▶ [EXERCISE AIM]:
Write out each line of the records that has "code" in it.

(Dataset entries)
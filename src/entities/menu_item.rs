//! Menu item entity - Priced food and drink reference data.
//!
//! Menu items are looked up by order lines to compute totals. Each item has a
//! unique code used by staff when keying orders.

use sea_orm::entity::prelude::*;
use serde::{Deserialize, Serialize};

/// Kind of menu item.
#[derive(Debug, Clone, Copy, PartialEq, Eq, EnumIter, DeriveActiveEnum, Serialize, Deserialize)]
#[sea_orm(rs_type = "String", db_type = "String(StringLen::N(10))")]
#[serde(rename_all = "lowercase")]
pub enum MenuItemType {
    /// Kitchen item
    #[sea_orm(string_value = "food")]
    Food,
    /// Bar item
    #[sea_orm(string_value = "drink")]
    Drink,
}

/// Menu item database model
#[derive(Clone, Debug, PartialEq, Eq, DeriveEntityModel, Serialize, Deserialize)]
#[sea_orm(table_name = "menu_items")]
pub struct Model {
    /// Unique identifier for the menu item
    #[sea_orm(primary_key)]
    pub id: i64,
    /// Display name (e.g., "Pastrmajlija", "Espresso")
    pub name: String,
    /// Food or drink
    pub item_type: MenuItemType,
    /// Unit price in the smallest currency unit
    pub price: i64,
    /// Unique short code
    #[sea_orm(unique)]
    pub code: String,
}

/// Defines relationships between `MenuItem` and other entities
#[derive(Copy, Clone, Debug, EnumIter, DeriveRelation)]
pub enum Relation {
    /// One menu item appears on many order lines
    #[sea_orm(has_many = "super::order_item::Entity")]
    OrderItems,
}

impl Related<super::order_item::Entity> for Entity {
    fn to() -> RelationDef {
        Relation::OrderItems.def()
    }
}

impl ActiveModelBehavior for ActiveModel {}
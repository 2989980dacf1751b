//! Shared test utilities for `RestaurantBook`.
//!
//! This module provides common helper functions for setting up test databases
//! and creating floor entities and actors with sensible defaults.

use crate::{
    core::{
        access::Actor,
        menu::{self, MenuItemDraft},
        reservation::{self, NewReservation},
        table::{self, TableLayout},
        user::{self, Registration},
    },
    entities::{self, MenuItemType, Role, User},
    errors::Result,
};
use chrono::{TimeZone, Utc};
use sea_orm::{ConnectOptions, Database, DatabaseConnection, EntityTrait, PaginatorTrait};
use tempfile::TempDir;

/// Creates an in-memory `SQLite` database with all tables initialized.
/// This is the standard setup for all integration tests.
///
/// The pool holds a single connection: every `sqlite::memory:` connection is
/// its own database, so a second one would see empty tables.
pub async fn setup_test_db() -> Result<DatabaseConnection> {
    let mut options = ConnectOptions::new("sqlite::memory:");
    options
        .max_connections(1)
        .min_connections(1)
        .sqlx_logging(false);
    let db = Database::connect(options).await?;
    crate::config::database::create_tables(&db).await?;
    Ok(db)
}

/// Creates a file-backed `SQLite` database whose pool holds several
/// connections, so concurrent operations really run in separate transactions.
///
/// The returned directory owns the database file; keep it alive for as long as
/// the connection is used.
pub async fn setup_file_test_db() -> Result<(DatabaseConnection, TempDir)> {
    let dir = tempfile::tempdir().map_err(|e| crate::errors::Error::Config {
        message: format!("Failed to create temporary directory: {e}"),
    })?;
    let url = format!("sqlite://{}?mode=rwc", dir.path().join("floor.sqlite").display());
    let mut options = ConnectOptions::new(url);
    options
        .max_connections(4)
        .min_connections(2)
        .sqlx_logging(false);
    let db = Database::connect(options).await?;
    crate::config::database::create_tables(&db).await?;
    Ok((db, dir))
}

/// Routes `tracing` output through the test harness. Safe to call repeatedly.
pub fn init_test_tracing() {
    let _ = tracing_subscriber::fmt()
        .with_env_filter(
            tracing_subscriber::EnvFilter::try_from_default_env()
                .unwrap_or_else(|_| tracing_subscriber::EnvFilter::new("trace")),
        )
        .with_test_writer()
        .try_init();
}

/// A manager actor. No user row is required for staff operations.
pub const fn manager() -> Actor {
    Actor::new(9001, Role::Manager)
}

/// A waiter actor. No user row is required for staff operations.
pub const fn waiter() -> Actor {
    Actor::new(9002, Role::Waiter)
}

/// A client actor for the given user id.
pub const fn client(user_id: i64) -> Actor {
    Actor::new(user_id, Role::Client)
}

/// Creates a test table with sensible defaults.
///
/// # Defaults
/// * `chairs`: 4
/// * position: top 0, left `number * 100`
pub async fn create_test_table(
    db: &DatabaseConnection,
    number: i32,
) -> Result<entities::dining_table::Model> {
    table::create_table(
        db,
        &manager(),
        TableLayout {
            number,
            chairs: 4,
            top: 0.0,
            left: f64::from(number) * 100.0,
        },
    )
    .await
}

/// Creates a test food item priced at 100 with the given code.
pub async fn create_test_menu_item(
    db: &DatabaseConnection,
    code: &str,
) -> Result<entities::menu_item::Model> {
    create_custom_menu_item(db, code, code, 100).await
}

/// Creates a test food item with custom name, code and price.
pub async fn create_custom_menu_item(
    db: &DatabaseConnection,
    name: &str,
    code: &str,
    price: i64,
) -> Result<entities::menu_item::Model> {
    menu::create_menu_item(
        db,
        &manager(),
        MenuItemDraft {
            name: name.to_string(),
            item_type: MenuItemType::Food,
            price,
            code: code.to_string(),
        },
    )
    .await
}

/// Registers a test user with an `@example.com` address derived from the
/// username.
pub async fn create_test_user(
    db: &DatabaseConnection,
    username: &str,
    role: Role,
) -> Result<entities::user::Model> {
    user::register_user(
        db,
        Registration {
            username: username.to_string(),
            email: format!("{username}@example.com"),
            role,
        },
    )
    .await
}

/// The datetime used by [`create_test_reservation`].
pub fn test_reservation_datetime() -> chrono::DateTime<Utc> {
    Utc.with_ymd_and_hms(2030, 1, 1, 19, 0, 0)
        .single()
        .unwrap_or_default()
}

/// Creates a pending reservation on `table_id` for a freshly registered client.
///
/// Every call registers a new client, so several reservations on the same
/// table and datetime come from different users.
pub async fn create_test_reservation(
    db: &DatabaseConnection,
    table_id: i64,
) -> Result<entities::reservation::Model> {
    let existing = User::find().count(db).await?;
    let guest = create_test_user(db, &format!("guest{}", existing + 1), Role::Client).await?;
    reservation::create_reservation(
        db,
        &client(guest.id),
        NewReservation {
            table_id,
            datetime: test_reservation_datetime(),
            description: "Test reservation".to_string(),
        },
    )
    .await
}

▶ [EXERCISE OUTPUT]:
//! unique code used by staff when keying orders.
    /// Unique short code
    pub code: String,
/// Creates a test food item priced at 100 with the given code.
    code: &str,
    create_custom_menu_item(db, code, code, 100).await
/// Creates a test food item with custom name, code and price.
    code: &str,
            code: code.to_string(),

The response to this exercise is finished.